Por: Clédisson Junior
Via: redebrasilatual.com
A injustiça e o racismo ambiental ocorrem quando a maior parte dos danos ambientais causados pelo “desenvolvimento” recai em populações de baixa renda, grupos raciais historicamente marginalizados e quase sempre em situação de vulnerabilidade.
Moradores e comerciantes da Vila São Paulo, comunidade que fica na divisa das cidades de Belo Horizonte e Contagem, sempre ficam apreensivos após o início do período de chuva na região. No local, o córrego Ferrugem se encontra com o Ribeirão Arrudas, e os dois costumam transbordar com o volume de água que chega dos afluentes. Em todo período chuvoso, as famílias têm suas casas inundadas e, constantemente, perdem tudo o que foi construído durante toda uma vida. Nos últimos anos, as chuvas vêm causando estragos em diversos pontos do município de Contagem e em toda a região metropolitana de Belo Horizonte.
Em 2020 o mês de janeiro em Belo Horizonte foi o mais chuvoso registrado desde o ano de 1910, quando se iniciou a série histórica. O bairro de Lourdes, na região centro-sul da cidade, conhecido pelos luxuosos condomínios verticais e comércio de altíssimo poder aquisitivo, não resistiu à precipitação de 183,3 milímetros de chuva em três horas e teve vias submersas diante da quantidade de água que atingiu a cidade. A via se transformou em um rio a céu aberto, com a água invadindo bares e restaurantes e provocando uma grande correnteza que arrastou carros e postes.

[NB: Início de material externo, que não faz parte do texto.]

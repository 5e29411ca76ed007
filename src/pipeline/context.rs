use super::enrich::EnrichReport;
use super::index::CategoryIndex;
use crate::api::{EnrichedEntry, SharedEntry};
use chrono::{DateTime, Utc};
use std::sync::Arc;

/// Everything the dashboard reads, built once at startup.
///
/// Immutable after construction and shared behind an `Arc`, so any number of
/// views can read it without coordination.
#[derive(Debug)]
pub struct DashboardContext {
    entries: Vec<SharedEntry>,
    index: CategoryIndex,
    catalog_size: usize,
    attempted: usize,
    store_base: String,
    built_at: DateTime<Utc>,
}

impl DashboardContext {
    /// Build the context from enriched entries.
    ///
    /// `store_base` is the store host used to link entry cards to their
    /// store pages (e.g. `https://store.steampowered.com/`).
    pub fn new(
        entries: Vec<EnrichedEntry>,
        catalog_size: usize,
        attempted: usize,
        store_base: impl Into<String>,
    ) -> Self {
        let entries: Vec<SharedEntry> = entries.into_iter().map(Arc::new).collect();
        let index = CategoryIndex::build(&entries);

        tracing::info!(
            entries = entries.len(),
            categories = index.len(),
            memberships = index.total_memberships(),
            "Category index built"
        );

        Self {
            entries,
            index,
            catalog_size,
            attempted,
            store_base: store_base.into(),
            built_at: Utc::now(),
        }
    }

    /// Build the context straight from an enrichment report.
    pub fn from_report(
        report: EnrichReport,
        catalog_size: usize,
        store_base: impl Into<String>,
    ) -> Self {
        Self::new(report.entries, catalog_size, report.attempted, store_base)
    }

    /// Master list of enriched entries, in enrichment order.
    pub fn entries(&self) -> &[SharedEntry] {
        &self.entries
    }

    pub fn index(&self) -> &CategoryIndex {
        &self.index
    }

    /// Size of the filtered catalog the sample was drawn from.
    pub fn catalog_size(&self) -> usize {
        self.catalog_size
    }

    /// Number of detail lookups made while enriching.
    pub fn attempted(&self) -> usize {
        self.attempted
    }

    pub fn built_at(&self) -> DateTime<Utc> {
        self.built_at
    }

    /// Store page for an application.
    pub fn store_page_url(&self, id: u64) -> String {
        let base = self.store_base.trim_end_matches('/');
        format!("{}/app/{}/", base, id)
    }
}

Nos dias seguintes, após o arrefecimento da chuva, o que se pôde ver foi o asfalto que ruiu, abrindo crateras. Restaurantes, bares, agências bancárias, antiquários, farmácias, boutiques, postos de gasolina, supermercados, salões de beleza e barbearias, delicatéssens, padarias, floriculturas, agências de turismo e escritórios, nada escapou da fúria da água. Calçadas inteiras foram arrancadas.

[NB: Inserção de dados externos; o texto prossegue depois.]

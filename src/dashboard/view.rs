use serde::Serialize;

/// One bubble on the chart.
#[derive(Debug, Clone, PartialEq, Eq, Serialize)]
pub struct BubblePoint {
    /// Category name in the aggregate view, game name in a drilldown.
    pub label: String,
    /// Bucket cardinality in the aggregate view; 1 per game in a drilldown.
    pub size: usize,
}

/// An entry shown in the drilldown info panel.
#[derive(Debug, Clone, PartialEq, Eq, Serialize)]
pub struct EntryCard {
    pub id: u64,
    pub name: String,
    pub image_ref: String,
    pub description: String,
    pub store_url: String,
}

/// Everything a front end needs to draw one view.
#[derive(Debug, Clone, PartialEq, Eq, Serialize)]
pub struct ViewPayload {
    pub title: String,
    pub points: Vec<BubblePoint>,
    /// Whether the back control should be visible.
    pub show_back: bool,
    /// Info panel content; empty in the aggregate view.
    pub cards: Vec<EntryCard>,
}

impl ViewPayload {
    /// Largest bubble size, used to scale radii. Zero for an empty chart.
    pub fn max_size(&self) -> usize {
        self.points.iter().map(|p| p.size).max().unwrap_or(0)
    }
}
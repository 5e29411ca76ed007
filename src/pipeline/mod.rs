//! Turns a filtered catalog into the immutable data the dashboard reads.
//!
//! - [`enrich`] - throttled, strictly sequential detail lookups over a catalog prefix
//! - [`index`] - grouping of enriched entries by category
//! - [`context`] - the build-once, read-many [`DashboardContext`]

mod context;
mod enrich;
mod index;

pub use context::DashboardContext;
pub use enrich::{enrich, EnrichReport};
pub use index::CategoryIndex;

ormalmente os temporais registrados no começo de todo ano na região Sudeste são, em geral, fenômenos meteorológicos associados a causas naturais. Contudo, para alguns especialistas, a intensidade dos temporais é um reflexo das mudanças climáticas. O que se observa é que a elevação das temperaturas do planeta faz com que fenômenos extremos se tornem cada vez mais frequentes, chuvas que eram para cair em um período de 30 dias estão caindo no período de um ou dois dias.
O que também chama a atenção é o tratamento dado acerca da resolução dos problemas causados pela chuva, considerando as diferenças geográficas e o perfil socioeconômico dos atingidos pelos temporais. Sobre os problemas recorrentes causado pelas intensas chuvas na Vila São Paulo, na região do Industrial, onde 30 mil pessoas sofrem com as inundações, no ano de 2019 foi realizado pelo poder público municipal um treinamento, um simulado de enfrentamento a enchentes no período chuvoso. Os moradores também foram cadastrados para receber os alertas da Defesa Civil. É importante aqui destacar que nos anos que se seguiram a comunidade da Vila São Paulo e seu entorno continuou sendo impactada pelas fortes chuvas e pelas inundações que têm causado constantes remoções quando não ocorrem mortes em função das enchentes.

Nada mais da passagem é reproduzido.